Friday saw most regional bourses tick cautiously higher, with Tokyo up 0.7 per cent, Sydney adding 0.1 per cent and Seoul adding 0.2 per cent. There were also gains in Singapore, Wellington and Taipei.
Hong Kong, however, slipped 0.5 per cent. Shanghai was 1.2 per cent lower after a near two per cent gain Thursday with speculation that government cash was used to support key state-backed companies.
"Asian markets look set for a bounce today, but its sustainability is still an open question," Angus Nicholson, a Melbourne-based market analyst at IG, said in an email to clients.
"The big unknown today is whether we have seen a sustainable bounce in Chinese equities and whether yesterday's gains can be held onto," Nicholson added.
"Some sense of stability does seem to have been wrestled into the Chinese yuan this week, but the Chinese equity markets have been more immune to muscular shows of state intervention." US dealers opened the door to a bright trading day, with all three Wall Street indexes ending sharply higher.
Traders took heart after James Bullard, head of the Federal Reserve's St. Louis Branch - considered in favour of more rate hikes - suggesting the bank might be cautious about additional rises in light of the latest market turmoil.

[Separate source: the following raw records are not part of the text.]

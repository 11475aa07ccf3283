//
// Copyright 2026 Hans W. Uhlig. All Rights Reserved.
//
// Licensed under the Apache License, Version 2.0 (the "License");
// you may not use this file except in compliance with the License.
// You may obtain a copy of the License at
//
//      http://www.apache.org/licenses/LICENSE-2.0
//
// Unless required by applicable law or agreed to in writing, software
// distributed under the License is distributed on an "AS IS" BASIS,
// WITHOUT WARRANTIES OR CONDITIONS OF ANY KIND, either express or implied.
// See the License for the specific language governing permissions and
// limitations under the License.
//

//! The [`Message`] trait and per-message header state.

use crate::channel::{Channel, ChannelId};
use crate::codec::{CodecError, FieldReader, FieldWriter};
use crate::error::ExtendError;
use crate::protocol::{ProtocolError, Request, Response, run_request};
use std::any::{Any, type_name};
use std::fmt;
use std::sync::{Arc, Weak};

/// A unit of communication on a Channel.
///
/// Implementations hold a [`MessageHeader`] and serialize their own properties
/// through [`write_external`](Self::write_external) and
/// [`read_external`](Self::read_external). Messages are created by a
/// [`MessageFactory`](crate::protocol::MessageFactory) from their type id, so
/// every implementation must be constructible without arguments.
///
/// # Examples
///
/// ```rust
/// use extend::codec::{CodecError, FieldReader, FieldWriter};
/// use extend::protocol::{Message, MessageHeader};
///
/// #[derive(Debug, Default)]
/// struct Heartbeat {
///     header: MessageHeader,
///     sequence: i64,
/// }
///
/// impl Message for Heartbeat {
///     fn message_type(&self) -> i32 {
///         12
///     }
///
///     fn header(&self) -> &MessageHeader {
///         &self.header
///     }
///
///     fn header_mut(&mut self) -> &mut MessageHeader {
///         &mut self.header
///     }
///
///     fn read_external(&mut self, input: &mut FieldReader<'_>) -> Result<(), CodecError> {
///         self.sequence = input.read_i64(0)?.unwrap_or_default();
///         Ok(())
///     }
///
///     fn write_external(&self, output: &mut FieldWriter<'_>) -> Result<(), CodecError> {
///         output.write_i64(0, self.sequence)
///     }
/// }
/// ```
pub trait Message: Any + Send + fmt::Debug {
    /// The type id of this message within its protocol.
    fn message_type(&self) -> i32;

    /// Shared header state.
    fn header(&self) -> &MessageHeader;

    /// Mutable header state.
    fn header_mut(&mut self) -> &mut MessageHeader;

    /// Whether this message must be executed in arrival order relative to
    /// other in-order messages of its Channel.
    fn is_execute_in_order(&self) -> bool {
        false
    }

    /// Reads this message's properties.
    fn read_external(&mut self, input: &mut FieldReader<'_>) -> Result<(), CodecError> {
        let _ = input;
        Ok(())
    }

    /// Writes this message's properties in ascending index order.
    fn write_external(&self, output: &mut FieldWriter<'_>) -> Result<(), CodecError> {
        let _ = output;
        Ok(())
    }

    /// Executes a received message that is neither a request nor a response.
    fn run(&mut self, channel: &Arc<Channel>) -> Result<(), ExtendError> {
        let _ = channel;
        Ok(())
    }

    /// Returns this message as a [`Request`], if it is one.
    fn as_request(&self) -> Option<&dyn Request> {
        None
    }

    /// Returns this message as a mutable [`Request`], if it is one.
    fn as_request_mut(&mut self) -> Option<&mut dyn Request> {
        None
    }

    /// Returns this message as a [`Response`], if it is one.
    fn as_response(&self) -> Option<&Response> {
        None
    }
}

impl dyn Message {
    /// Executes the message: requests are processed into their response,
    /// anything else is [`run`](Message::run).
    pub fn dispatch(&mut self, channel: &Arc<Channel>) -> Result<(), ExtendError> {
        match self.as_request_mut() {
            Some(request) => run_request(request, channel),
            None => self.run(channel),
        }
    }

    /// Returns `true` if the message is a `T`.
    #[must_use]
    pub fn is<T: Message>(&self) -> bool {
        let any: &dyn Any = self;
        any.is::<T>()
    }

    /// Downcasts a message reference.
    #[must_use]
    pub fn downcast_ref<T: Message>(&self) -> Option<&T> {
        let any: &dyn Any = self;
        any.downcast_ref()
    }

    /// Downcasts a mutable message reference.
    #[must_use]
    pub fn downcast_mut<T: Message>(&mut self) -> Option<&mut T> {
        let any: &mut dyn Any = self;
        any.downcast_mut()
    }

    /// Downcasts a boxed message, handing it back unchanged on mismatch.
    pub fn downcast<T: Message>(self: Box<Self>) -> Result<Box<T>, Box<dyn Message>> {
        if !self.is::<T>() {
            return Err(self);
        }
        let any: Box<dyn Any> = self;
        Ok(any
            .downcast::<T>()
            .unwrap_or_else(|_| unreachable!("checked {} above", type_name::<T>())))
    }
}

#[derive(Clone)]
struct ChannelBinding {
    id: ChannelId,
    channel: Weak<Channel>,
}

/// Header state common to every message.
#[derive(Clone, Default)]
pub struct MessageHeader {
    impl_version: i32,
    data_version: i32,
    future_data: Vec<u8>,
    channel: Option<ChannelBinding>,
    trace_context: Option<String>,
}

impl MessageHeader {
    /// Creates an empty header.
    #[must_use]
    pub fn new() -> Self {
        Self::default()
    }

    /// Version of the message implementation, stamped by the factory.
    #[must_use]
    pub fn impl_version(&self) -> i32 {
        self.impl_version
    }

    pub(crate) fn set_impl_version(&mut self, version: i32) {
        self.impl_version = version;
    }

    /// Version the message was decoded at, or `0` for locally created ones.
    #[must_use]
    pub fn data_version(&self) -> i32 {
        self.data_version
    }

    /// Sets the version the message data was produced at.
    pub fn set_data_version(&mut self, version: i32) {
        self.data_version = version;
    }

    /// Properties the decoder did not recognize, in wire form.
    #[must_use]
    pub fn future_data(&self) -> &[u8] {
        &self.future_data
    }

    /// Replaces the captured unknown properties.
    pub fn set_future_data(&mut self, data: Vec<u8>) {
        self.future_data = data;
    }

    /// Id of the Channel this message is bound to.
    #[must_use]
    pub fn channel_id(&self) -> Option<ChannelId> {
        self.channel.as_ref().map(|binding| binding.id)
    }

    /// The Channel this message is bound to, while it is alive.
    #[must_use]
    pub fn channel(&self) -> Option<Arc<Channel>> {
        self.channel.as_ref().and_then(|binding| binding.channel.upgrade())
    }

    /// Binds the message to `channel`.
    ///
    /// Rebinding to the same Channel is a no-op; binding to another fails.
    pub(crate) fn bind_channel(&mut self, channel: &Arc<Channel>, type_id: i32) -> Result<(), ProtocolError> {
        match &self.channel {
            Some(binding) if binding.channel.ptr_eq(&Arc::downgrade(channel)) => Ok(()),
            Some(binding) => Err(ProtocolError::AlreadyBound {
                type_id,
                channel: binding.id,
            }),
            None => {
                self.channel = Some(ChannelBinding {
                    id: channel.id(),
                    channel: Arc::downgrade(channel),
                });
                Ok(())
            }
        }
    }

    /// Optional tracing context propagated with the message.
    #[must_use]
    pub fn trace_context(&self) -> Option<&str> {
        self.trace_context.as_deref()
    }

    /// Attaches a tracing context.
    pub fn set_trace_context(&mut self, context: impl Into<String>) {
        self.trace_context = Some(context.into());
    }
}

impl fmt::Debug for MessageHeader {
    fn fmt(&self, f: &mut fmt::Formatter<'_>) -> fmt::Result {
        f.debug_struct("MessageHeader")
            .field("impl_version", &self.impl_version)
            .field("data_version", &self.data_version)
            .field("future_data", &self.future_data.len())
            .field("channel", &self.channel_id())
            .finish()
    }
}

A recovery in oil prices also boosted sentiment in New York, with both contracts for the black gold having fallen below $30 a barrel this week for the first time in 12 years.
However, while crude shifted back above $31 Thursday, it resumed its downtrend in Asia with West Texas Intermediate down 1.1 per cent and Brent off 0.4 per cent. Oil has dived by three quarters in the past 18 months owing to weak demand, a slowing global economy and a supply glut.
The retreat in crude battered Anglo-Australian mining giant BHP, which said Friday it expects to post a US$7.2 billion (s$10.3 billion) pre-tax writedown, adding that it will further reduce the number of onshore US rigs.
Chief executive Andrew Mackenzie blamed "significant volatility and much weaker" prices in the oil and gas industry, adding that the company had been forced to reduce its medium- and long-term price assumptions.
However, the firm's stock price still climbed 2.3 per cent Friday, although it has taken a hit in recent months from the ongoing drop in commodity prices.